If you couldn’t tell, I’m still quite irritated by what that CNN intern made out of our conversation, and by extent by what her takeaway was from the conversation. The story, based on a fifteen-minute interview, was originally meant to be 10 minutes long - the final product was just barely over 2 or 3 as all the non-disability-related fat had been trimmed.
To write a story on an individual who attempts to define himself outside of his disabilities and then frame that story solely around his disability is a frustrating paradox if you think about it. True transcendence of the appearance barrier would be to treat the subject as a completely valid intellectual unit apart from his physical form.
But we can’t have these nice things in this world, apparently.
I was not surprised by this take, though - which is why I prepared my responses. I tailored the ones pertaining to my disabilities to be usable in such a framing, hoping that it wouldn’t be the focus but anticipating that it would be a focus among many. And, anticipating that attitude, I excluded the largest reason I do what I do: it gives my life structure.
Saying to myself each week that I had a task to perform on days x, y, and z from time a to time b to yield the tangible, constructive end result of money was a stable, real thing I could center myself around. I didn’t live for that - my practice was still for myself and for my future, and I didn’t spend every waking second thinking that I could be making money right now - but it was something real to hold onto. Like a girlfriend. To be completely honest, if I were dating someone right now - some mild, feathery cute girl with a quick wit and unabashed enthusiasm for things, perhaps - I would not be busking. I wouldn’t need to - I would trade in my cash for the feeling of warmth and home that I felt four years ago with Megan when I held her close on her best and worst days. The numbers and figures filling my logbook would be the analog to the messages I would send her late at night, affirming my care for her, affirming that she was indeed the shit. I would not bat an eye in accepting that change.
In fact, I’m fairly certain that a someone I could hold onto would be worth far more than $10,174.58.
But that won’t come. No matter how skilled or talented or respected I may become, that love, that magical, painfully beautiful thing I discovered with that being, that miracle four years ago will never return. Even if I land a date at some point, their hesitation will be subtle but evident, and inside I will slowly cower.
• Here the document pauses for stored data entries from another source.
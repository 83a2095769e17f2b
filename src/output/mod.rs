mod format;
mod progress;
mod styling;
mod tables;

pub use format::{print_data, OutputFormat};
pub use progress::{transfer_bar, Spinner};
pub use styling::{
    bold, bright_green, bright_red, bright_yellow, cyan, dim, format_duration, run_status_label,
    state, status_icon,
};
pub use tables::{create_table, duration_cell, state_cell, truncate};

/// Prints a success line to stderr.
pub fn success(message: impl std::fmt::Display) {
    eprintln!("{} {message}", bright_green("✓"));
}

/// Prints a warning line to stderr.
pub fn warning(message: impl std::fmt::Display) {
    eprintln!("{} {message}", bright_yellow("!"));
}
I will know that they will always have their reservations around me because of what I am. Despite the pomp and circumstance that CNN piece may have granted me, it’s done nothing to change the fact that I am, on a genetic level, broken, and that nothing can be done to change that.
That love will not find its way back to me ever again.
By my guess, I should be able to make close to $14,000 next semester. That’ll have to do.
I also hesitantly believe that I may have an onset of high-functioning depression. But I should address that another time.